5. A dust collecting station according to claim 4, characterized in that the number of rollers is plural, a plurality of the rollers being arranged in the travelling direction of the autonomous cleaning device (1).

6. The dust collecting station according to claim 2, wherein the movable member (241) is a ball, and the lifting base (242) is formed with a groove, and the ball is movably disposed in the groove; or the movable member (241) is a belt arranged along the travelling direction of the autonomous cleaning device (1).

7. A dust collection station according to any one of claims 1-6, characterized in that the dust collection station (2) further comprises a charging terminal (22) for charging the autonomous cleaning device (1), the charging terminal (22) being arranged on the carrying means (21).

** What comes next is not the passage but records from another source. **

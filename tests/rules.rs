mod common;

use common::{card, filler, hand, human_scenario, session_with, total_cards, wild};
use unotable::card::DECK_SIZE;
use unotable::{
    Card, Color, Direction, GameError, GameStatus, InvalidAction, Rank, SessionBuilder, TurnPhase,
    next_seat,
};

#[test]
fn initial_deal() -> Result<(), GameError> {
    let session = SessionBuilder::new().with_seed(5).build()?;
    for seat in 0..4 {
        assert_eq!(session.hand(seat)?.len(), 7);
    }
    assert_eq!(session.discard_pile().len(), 1);
    assert_eq!(session.draw_pile_count(), DECK_SIZE - 4 * 7 - 1);
    assert_eq!(session.current_seat(), 0);
    assert_eq!(session.direction(), Direction::Clockwise);
    assert_eq!(session.phase(), TurnPhase::AwaitingHumanAction);
    let starter = session.top_card().expect("starter");
    assert_eq!(starter.color(), Some(session.active_color()));
    assert_eq!(total_cards(&session), DECK_SIZE);
    Ok(())
}

#[test]
fn wild_starter_goes_under_the_draw_pile() -> Result<(), GameError> {
    let mut draw_pile = filler(3, 500);
    draw_pile.push(card(1, Color::Blue, Rank::Number(4)));
    let session = session_with(
        [
            hand(Vec::new(), 100),
            hand(Vec::new(), 200),
            hand(Vec::new(), 300),
            hand(Vec::new(), 400),
        ],
        wild(2, true),
        draw_pile,
    )?;
    assert_eq!(session.top_card().map(|c| c.id().0), Some(1));
    assert_eq!(session.active_color(), Color::Blue);
    assert_eq!(session.draw_pile_count(), 4);
    Ok(())
}

#[test]
fn stacked_sevens_take_the_color_of_the_last_card() -> Result<(), GameError> {
    let session = human_scenario(
        vec![
            card(1, Color::Blue, Rank::Number(7)),
            card(2, Color::Green, Rank::Number(7)),
        ],
        card(3, Color::Red, Rank::Number(7)),
        10,
    )?;
    let next = session.try_play_selection(&[0, 1], None)?;
    assert_eq!(next.active_color(), Color::Green);
    assert_eq!(next.top_card().map(|c| c.id().0), Some(2));
    assert_eq!(next.discard_pile().len(), 3);
    assert_eq!(next.hand(0)?.len(), 5);
    // Plain numbers pass the turn to the next seat clockwise, nobody skipped.
    assert_eq!(next.current_seat(), next_seat(0, Direction::Clockwise));
    assert_eq!(next.current_seat(), 3);
    // The previous snapshot is untouched.
    assert_eq!(session.hand(0)?.len(), 7);
    assert_eq!(session.turn(), 0);
    Ok(())
}

#[test]
fn selection_order_decides_the_top_card() -> Result<(), GameError> {
    let session = human_scenario(
        vec![
            card(1, Color::Blue, Rank::Number(7)),
            card(2, Color::Red, Rank::Number(7)),
        ],
        card(3, Color::Red, Rank::Number(7)),
        10,
    )?;
    let next = session.try_play_selection(&[1, 0], None)?;
    assert_eq!(next.active_color(), Color::Blue);
    assert_eq!(next.top_card().map(|c| c.id().0), Some(1));
    Ok(())
}

#[test]
fn rank_match_beats_active_color() -> Result<(), GameError> {
    let session = human_scenario(
        vec![card(1, Color::Blue, Rank::Number(3))],
        card(2, Color::Red, Rank::Number(3)),
        10,
    )?;
    let next = session.try_play_selection(&[0], None)?;
    assert_eq!(next.active_color(), Color::Blue);
    Ok(())
}

#[test]
fn mixed_ranks_are_rejected_without_change() -> Result<(), GameError> {
    let session = human_scenario(
        vec![
            card(1, Color::Red, Rank::Number(2)),
            card(2, Color::Red, Rank::Number(4)),
        ],
        card(3, Color::Red, Rank::Number(7)),
        10,
    )?;
    assert_eq!(
        session.try_play_selection(&[0, 1], None).err(),
        Some(GameError::InvalidAction(InvalidAction::MixedRanks))
    );
    let same = session.play_selection(&[0, 1], None);
    assert_eq!(same.turn(), session.turn());
    assert_eq!(same.hand(0)?, session.hand(0)?);
    assert_eq!(same.discard_pile(), session.discard_pile());
    Ok(())
}

#[test]
fn unplayable_leader_is_rejected() -> Result<(), GameError> {
    let session = human_scenario(
        vec![
            card(1, Color::Blue, Rank::Number(2)),
            card(2, Color::Red, Rank::Number(2)),
        ],
        card(3, Color::Red, Rank::Number(7)),
        10,
    )?;
    assert_eq!(
        session.try_play_selection(&[0, 1], None).err(),
        Some(GameError::InvalidAction(InvalidAction::NotPlayable))
    );
    assert!(session.try_play_selection(&[1, 0], None).is_ok());
    Ok(())
}

#[test]
fn bad_selections_are_rejected() -> Result<(), GameError> {
    let session = human_scenario(
        vec![card(1, Color::Red, Rank::Number(2))],
        card(3, Color::Red, Rank::Number(7)),
        10,
    )?;
    assert_eq!(
        session.try_play_selection(&[], None).err(),
        Some(GameError::InvalidAction(InvalidAction::EmptySelection))
    );
    assert_eq!(
        session.try_play_selection(&[0, 0], None).err(),
        Some(GameError::InvalidAction(InvalidAction::DuplicateIndex(0)))
    );
    assert_eq!(
        session.try_play_selection(&[9], None).err(),
        Some(GameError::InvalidAction(InvalidAction::HandIndex(9)))
    );
    Ok(())
}

#[test]
fn wild_waits_for_a_color() -> Result<(), GameError> {
    let session = human_scenario(vec![wild(1, false)], card(3, Color::Red, Rank::Number(7)), 10)?;
    assert_eq!(
        session.try_play_selection(&[0], None).err(),
        Some(GameError::ColorChoiceRequired)
    );
    let waiting = session.play_selection(&[0], None);
    assert!(waiting.pending_color_choice());
    assert_eq!(waiting.turn(), session.turn());
    assert_eq!(waiting.hand(0)?.len(), 7);

    let played = waiting.play_selection(&[0], Some(Color::Blue));
    assert!(!played.pending_color_choice());
    assert_eq!(played.active_color(), Color::Blue);
    assert_eq!(played.current_seat(), 3);
    Ok(())
}

#[test]
fn rejected_play_lowers_a_waiting_color_choice() -> Result<(), GameError> {
    let session = human_scenario(
        vec![wild(1, false), card(2, Color::Blue, Rank::Number(2))],
        card(3, Color::Red, Rank::Number(7)),
        10,
    )?;
    let waiting = session.play_selection(&[0], None);
    assert!(waiting.pending_color_choice());

    let rejected = waiting.play_selection(&[1], None);
    assert!(!rejected.pending_color_choice());
    assert_eq!(rejected.turn(), session.turn());
    assert_eq!(rejected.hand(0)?, session.hand(0)?);
    Ok(())
}

#[test]
fn wild_draw_four_feeds_the_next_seat_and_passes_over_it() -> Result<(), GameError> {
    let session = human_scenario(vec![wild(1, true)], card(3, Color::Red, Rank::Number(7)), 10)?;
    let next = session.try_play_selection(&[0], Some(Color::Yellow))?;
    assert_eq!(next.active_color(), Color::Yellow);
    let victim = next_seat(0, Direction::Clockwise);
    assert_eq!(next.hand(victim)?.len(), 11);
    assert_eq!(next.current_seat(), next_seat(victim, Direction::Clockwise));
    assert_eq!(next.current_seat(), 1);
    assert_eq!(next.draw_pile_count(), 6);
    Ok(())
}

#[test]
fn stacked_draw_twos_multiply_the_penalty() -> Result<(), GameError> {
    let session = human_scenario(
        vec![
            card(1, Color::Red, Rank::DrawTwo),
            card(2, Color::Blue, Rank::DrawTwo),
        ],
        card(3, Color::Red, Rank::Number(7)),
        10,
    )?;
    let next = session.try_play_selection(&[0, 1], None)?;
    assert_eq!(next.hand(3)?.len(), 11);
    assert_eq!(next.current_seat(), 1);
    assert_eq!(next.active_color(), Color::Blue);
    Ok(())
}

#[test]
fn skip_passes_over_one_seat() -> Result<(), GameError> {
    let session = human_scenario(
        vec![card(1, Color::Red, Rank::Skip)],
        card(3, Color::Red, Rank::Number(7)),
        10,
    )?;
    let next = session.try_play_selection(&[0], None)?;
    assert_eq!(next.current_seat(), 1);
    assert_eq!(next.hand(3)?.len(), 7);
    assert_eq!(next.direction(), Direction::Clockwise);
    Ok(())
}

#[test]
fn reverse_flips_direction() -> Result<(), GameError> {
    let session = human_scenario(
        vec![card(1, Color::Red, Rank::Reverse)],
        card(3, Color::Red, Rank::Number(7)),
        10,
    )?;
    let next = session.try_play_selection(&[0], None)?;
    assert_eq!(next.direction(), Direction::CounterClockwise);
    assert_eq!(next.current_seat(), 2);
    assert_eq!(next.phase(), TurnPhase::AwaitingOpponentAction);
    Ok(())
}

#[test]
fn emptying_the_hand_wins_and_skips_effects() -> Result<(), GameError> {
    let session = human_scenario(
        winning_stack_of(Rank::DrawTwo),
        card(20, Color::Red, Rank::Number(7)),
        10,
    )?;
    let next = session.try_play_selection(&[0, 1, 2, 3, 4, 5, 6], None)?;
    assert_eq!(next.status(), GameStatus::Finished { winner: 0 });
    assert_eq!(next.is_terminal(), (true, Some(0)));
    assert_eq!(next.phase(), TurnPhase::GameOver);
    assert_eq!(next.hand(3)?.len(), 7);
    assert_eq!(next.draw_pile_count(), 10);

    assert_eq!(next.try_draw_one().err(), Some(GameError::GameOver));
    let after = next.draw_one();
    assert_eq!(after.turn(), next.turn());
    assert_eq!(after.advance_opponents().turn(), next.turn());
    Ok(())
}

fn winning_stack_of(rank: Rank) -> Vec<Card> {
    (1..=7)
        .map(|id| {
            let color = if id % 2 == 0 { Color::Blue } else { Color::Red };
            card(id, color, rank)
        })
        .collect()
}

#[test]
fn winning_skip_stack_keeps_seat_and_direction() -> Result<(), GameError> {
    let session = human_scenario(
        winning_stack_of(Rank::Skip),
        card(20, Color::Red, Rank::Number(7)),
        10,
    )?;
    let next = session.try_play_selection(&[0, 1, 2, 3, 4, 5, 6], None)?;
    assert_eq!(next.status(), GameStatus::Finished { winner: 0 });
    assert_eq!(next.current_seat(), 0);
    assert_eq!(next.direction(), Direction::Clockwise);
    assert_eq!(next.active_color(), Color::Red);
    Ok(())
}

#[test]
fn winning_reverse_stack_keeps_seat_and_direction() -> Result<(), GameError> {
    let session = human_scenario(
        winning_stack_of(Rank::Reverse),
        card(20, Color::Red, Rank::Number(7)),
        10,
    )?;
    let next = session.try_play_selection(&[0, 1, 2, 3, 4, 5, 6], None)?;
    assert_eq!(next.status(), GameStatus::Finished { winner: 0 });
    assert_eq!(next.current_seat(), 0);
    assert_eq!(next.direction(), Direction::Clockwise);
    assert_eq!(next.phase(), TurnPhase::GameOver);
    Ok(())
}

#[test]
fn drawing_passes_the_turn() -> Result<(), GameError> {
    let session = human_scenario(Vec::new(), card(3, Color::Red, Rank::Number(7)), 10)?;
    let next = session.try_draw_one()?;
    assert_eq!(next.hand(0)?.len(), 8);
    assert_eq!(next.current_seat(), 3);
    assert_eq!(next.discard_pile(), session.discard_pile());
    assert_eq!(next.draw_pile_count(), 9);
    Ok(())
}

#[test]
fn human_requests_are_ignored_out_of_turn() -> Result<(), GameError> {
    let session = human_scenario(Vec::new(), card(3, Color::Red, Rank::Number(7)), 10)?;
    let next = session.try_draw_one()?;
    assert_eq!(next.try_draw_one().err(), Some(GameError::NotSeatsTurn));
    assert_eq!(next.draw_one().turn(), next.turn());
    assert_eq!(next.play_selection(&[0], None).turn(), next.turn());
    Ok(())
}

#[test]
fn exhausted_piles_short_the_draw_without_inventing_cards() -> Result<(), GameError> {
    let session = human_scenario(
        vec![card(1, Color::Red, Rank::DrawTwo)],
        card(3, Color::Red, Rank::Number(7)),
        0,
    )?;
    let total = total_cards(&session);

    // Only the starter sits under the played card, so one card is recycled.
    let next = session.try_play_selection(&[0], None)?;
    assert_eq!(next.hand(3)?.len(), 8);
    assert!(next.hand(3)?.iter().any(|c| c.id().0 == 3));
    assert_eq!(next.discard_pile().len(), 1);
    assert_eq!(next.top_card().map(|c| c.id().0), Some(1));
    assert_eq!(next.draw_pile_count(), 0);
    assert_eq!(total_cards(&next), total);
    Ok(())
}

#[test]
fn drawing_from_nothing_still_passes_the_turn() -> Result<(), GameError> {
    let session = human_scenario(Vec::new(), card(3, Color::Red, Rank::Number(7)), 0)?;
    let next = session.try_draw_one()?;
    assert_eq!(next.hand(0)?.len(), 7);
    assert_eq!(next.current_seat(), 3);
    Ok(())
}

#[test]
fn too_small_deck_is_rejected() {
    let result = SessionBuilder::new().with_deck(filler(28, 0)).build();
    assert!(matches!(result, Err(GameError::InvalidConfiguration(_))));
}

8. A dust collecting station according to any one of claims 1-6, characterized in that the top surface (212) is beveled, the top surface (212) being gradually raised in the direction of travel of the autonomous cleaning device (1).

9. A dust collecting station according to any one of claims 1-6, characterized in that the dust collecting station (2) further comprises a positioning portion (23) for stop positioning of the drive wheel (12), which positioning portion (23) is arranged on top of the carrying means (21), which positioning portion is configured to:

When the driving wheel (12) is positioned at the target position, the positioning part (23) is in stop fit with the driving wheel (12).

10. A dust collecting station according to claim 9, characterized in that the dust collecting suction opening (211) is provided with the positioning parts (23) on opposite sides in a direction perpendicular to the travelling direction of the autonomous cleaning device (1), the dust collecting suction opening (211) is provided with the lifting means (24) on opposite sides in a direction perpendicular to the travelling direction of the autonomous cleaning device (1), and the minimum distance between the positioning parts (23) is larger than the maximum distance between the lifting means (24).

11. A dust collecting station according to claim 9, characterized in that the positioning part (23) has an arc-shaped stop surface (231) adapted to the driving wheel (12), which arc-shaped stop surface (231) is intended for a stop fit with the driving wheel (12).

12. A dust collecting station according to claim 11, characterized in that the positioning part (23) has an anti-slip structure (232) at the moving-in end of the arc-shaped stop surface (231).

13. A dust collecting station according to any one of claims 1-6, characterized in that the dust collecting suction opening (211) is provided with the lifting mechanism (24) on opposite sides in a direction perpendicular to the travelling direction of the autonomous cleaning device (1).

14. A cleaning system, characterized by comprising an autonomous cleaning device (1) and a dust collecting station according to any one of claims 1-12;

The autonomous cleaning device (1) further comprises a dust box (11) for accommodating cleaning impurities, the dust box (11) is positioned in the main body part (15), a dust discharge port (111) is formed at the bottom end of the dust box (11), the dust discharge port (111) can be selectively opened or closed, and when the dust discharge port (111) is communicated with the dust collection suction port (211), the cleaning impurities in the dust box (11) can sequentially enter the negative pressure dust collection channel through the dust discharge port (111) and the dust collection suction port (211);

The body part (15) is supported on the lifting mechanism (24) during the travel of the drive wheel (12) on the carrier (21).

15. Cleaning system according to claim 14, characterized in that the dust collecting suction opening (211) is provided with the lifting means (24) on opposite sides in a direction perpendicular to the travelling direction of the autonomous cleaning device (1), two of the lifting means (24) being located between two of the driving wheels (12) in the travelling path of the driving wheels (12) on the carrying means (21).